INTRODUCTION: Disorders of consciousness (DOC) range from Unresponsive Wakefulness Syndrome (UWS, formerly known as Vegetative State) where patients show no signs of conscious/purposeful interaction with the environment, to Minimally Conscious State (MCS) where reproducible but not consistent interaction is apparent, and may last for months, years, or even a lifetime. To date, there is no therapeutic intervention for these patients who are expected to either recover spontaneously or not recover at all. Transcranial Direct Current Stimulation (tDCS) is a non-invasive technique that applies small electrical currents through the brain that depolarize or hyperpolarize the underlying neural cell membrane depending on its polarity. Effects of tDCS include cognitive improvement in healthy volunteers as well as clinical improvement in several neurological disorders, like stroke-induced aphasia, motor and visual deficits, cognitive deficits due to TBI or Parkinson’s Disease.
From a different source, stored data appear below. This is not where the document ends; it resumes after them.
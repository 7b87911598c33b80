mod cli;

use anyhow::{anyhow, Result};
use clap::Parser;
use cli::{AddArgs, Cli, Command, ConnArgs, MonthCommand};
use std::io;
use tdprofile::{
    connection_string, init_tracing_once, iter_months, prompt_missing, redacted, ConnectOptions, Month,
    Profile, ProfileAnswers, ProfileStore, Settings,
};

fn main() -> Result<()> {
    let cli = Cli::parse();
    init_tracing_once(cli.verbose);

    let mut settings = Settings::from_env();
    if let Some(path) = &cli.profiles {
        settings = settings.with_profiles_file(path);
    }

    match cli.command {
        Command::Init => {
            let path = settings.ensure_initialized()?;
            println!("{}", path.display());
        }
        Command::List => {
            let store = ProfileStore::load(&settings.profiles_file)?;
            if store.is_empty() {
                println!("No profiles in {}", store.path().display());
            }
            for p in store.list() {
                println!("{:<16} {}", p.name, p);
            }
        }
        Command::Add(args) => add_profile(&settings, args)?,
        Command::Remove { name } => {
            let mut store = ProfileStore::load(&settings.profiles_file)?;
            store.remove(&name).ok_or_else(|| anyhow!("no profile named {name:?}"))?;
            store.save()?;
            println!("Removed {name}");
        }
        Command::Show { name, reveal } => {
            let store = ProfileStore::load(&settings.profiles_file)?;
            let p = store.get(&name).ok_or_else(|| anyhow!("no profile named {name:?}"))?;
            println!("name:     {}", p.name);
            println!("username: {}", p.username);
            println!("url:      {}", p.url);
            if reveal {
                println!("password: {}", p.password()?);
            } else {
                println!("password: ***");
            }
        }
        Command::Conn(args) => print_connection(&settings, args)?,
        Command::Month(cmd) => run_month(&settings, cmd)?,
    }
    Ok(())
}

fn add_profile(settings: &Settings, args: AddArgs) -> Result<()> {
    settings.ensure_initialized()?;
    let mut store = ProfileStore::load(&settings.profiles_file)?;

    let known = ProfileAnswers { name: args.name, username: args.username, url: args.url, password: args.password };
    let profile = match known {
        ProfileAnswers { name: Some(name), username: Some(username), url: Some(url), password: Some(password) } => {
            Profile::new(name, username, url, password)?
        }
        partial => {
            let stdin = io::stdin();
            prompt_missing(&mut stdin.lock(), &mut io::stdout(), partial)?
        }
    };

    let label = profile.to_string();
    let name = profile.name.clone();
    if args.replace {
        if store.upsert(profile).is_some() {
            tracing::info!(profile = %name, "replaced existing profile");
        }
    } else {
        store.add(profile)?;
    }
    store.save()?;
    println!("Saved {name}: {label}");
    Ok(())
}

fn print_connection(settings: &Settings, args: ConnArgs) -> Result<()> {
    let store = ProfileStore::load(&settings.profiles_file)?;
    let p = store.get(&args.name).ok_or_else(|| anyhow!("no profile named {:?}", args.name))?;
    let mut opts = ConnectOptions::default().with_driver(args.driver);
    if let Some(db) = args.database {
        opts = opts.with_database(db);
    }
    if args.reveal {
        println!("{}", connection_string(p, &opts)?);
    } else {
        println!("{}", redacted(p, &opts));
    }
    Ok(())
}

fn run_month(settings: &Settings, cmd: MonthCommand) -> Result<()> {
    match cmd {
        MonthCommand::Now => println!("{}", Month::current()?),
        MonthCommand::Key { key } => println!("{}", Month::from_key(&key)?),
        MonthCommand::Add { key, n } => println!("{}", Month::from_key(&key)?.add(n)?),
        MonthCommand::Sub { key, n } => println!("{}", Month::from_key(&key)?.subtract(n)?),
        MonthCommand::Fy { key, start } => {
            let start = start.unwrap_or(settings.fiscal_start_month);
            println!("{}", Month::from_key(&key)?.as_fiscal_year_from(start)?);
        }
        MonthCommand::Cy { key, start } => {
            let start = start.unwrap_or(settings.fiscal_start_month);
            println!("{}", Month::from_key(&key)?.as_calendar_year_from(start)?);
        }
        MonthCommand::Days { key } => {
            let m = Month::from_key(&key)?;
            println!("{} {}", m.first_day(), m.last_day());
        }
        MonthCommand::Range { from, to } => {
            let (from, to) = (Month::from_key(&from)?, Month::from_key(&to)?);
            if from > to {
                tracing::warn!("range start {} is after end {}; nothing to list", from, to);
            }
            for m in iter_months(from, to) {
                println!("{m}");
            }
        }
    }
    Ok(())
}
Multiple sessions of tDCS are considered to affect LTP and LTD mechanisms.MATERIAL - METHOD: Patients with DOC were treated with anodal tDCS (25 cm2 sponge electrode, 2 mA) over the left primary motor area of the hand while they received verbal movement commands. tDCS was applied for 30 minutes daily with a mean number of 33 sessions totally (range: 14-59). Patients were assessed with the JFK Coma Recovery Scale – Revised (CRS-R). All patients had been stable with no signs of clinical improvement at least for the last 2 months before participation.RESULTS: At the end of participation some patients improved their cognitive status, some showing signs of consciousness that were not present before treatment, while others regained full consciousness.CONCLUSIONS: A significant number of patients that were not improving clinically for at least two months prior to tDCS showed clinical improvement after 10-20 sessions. This case series study shows that tDCS holds promise in the rehabilitation of DOC. Its non-invasive and side-effect-free nature, together with the portable and inexpensive equipment makes tDCS an excellent candidate for large longitudinal controlled studies for the rehabilitation of DOC.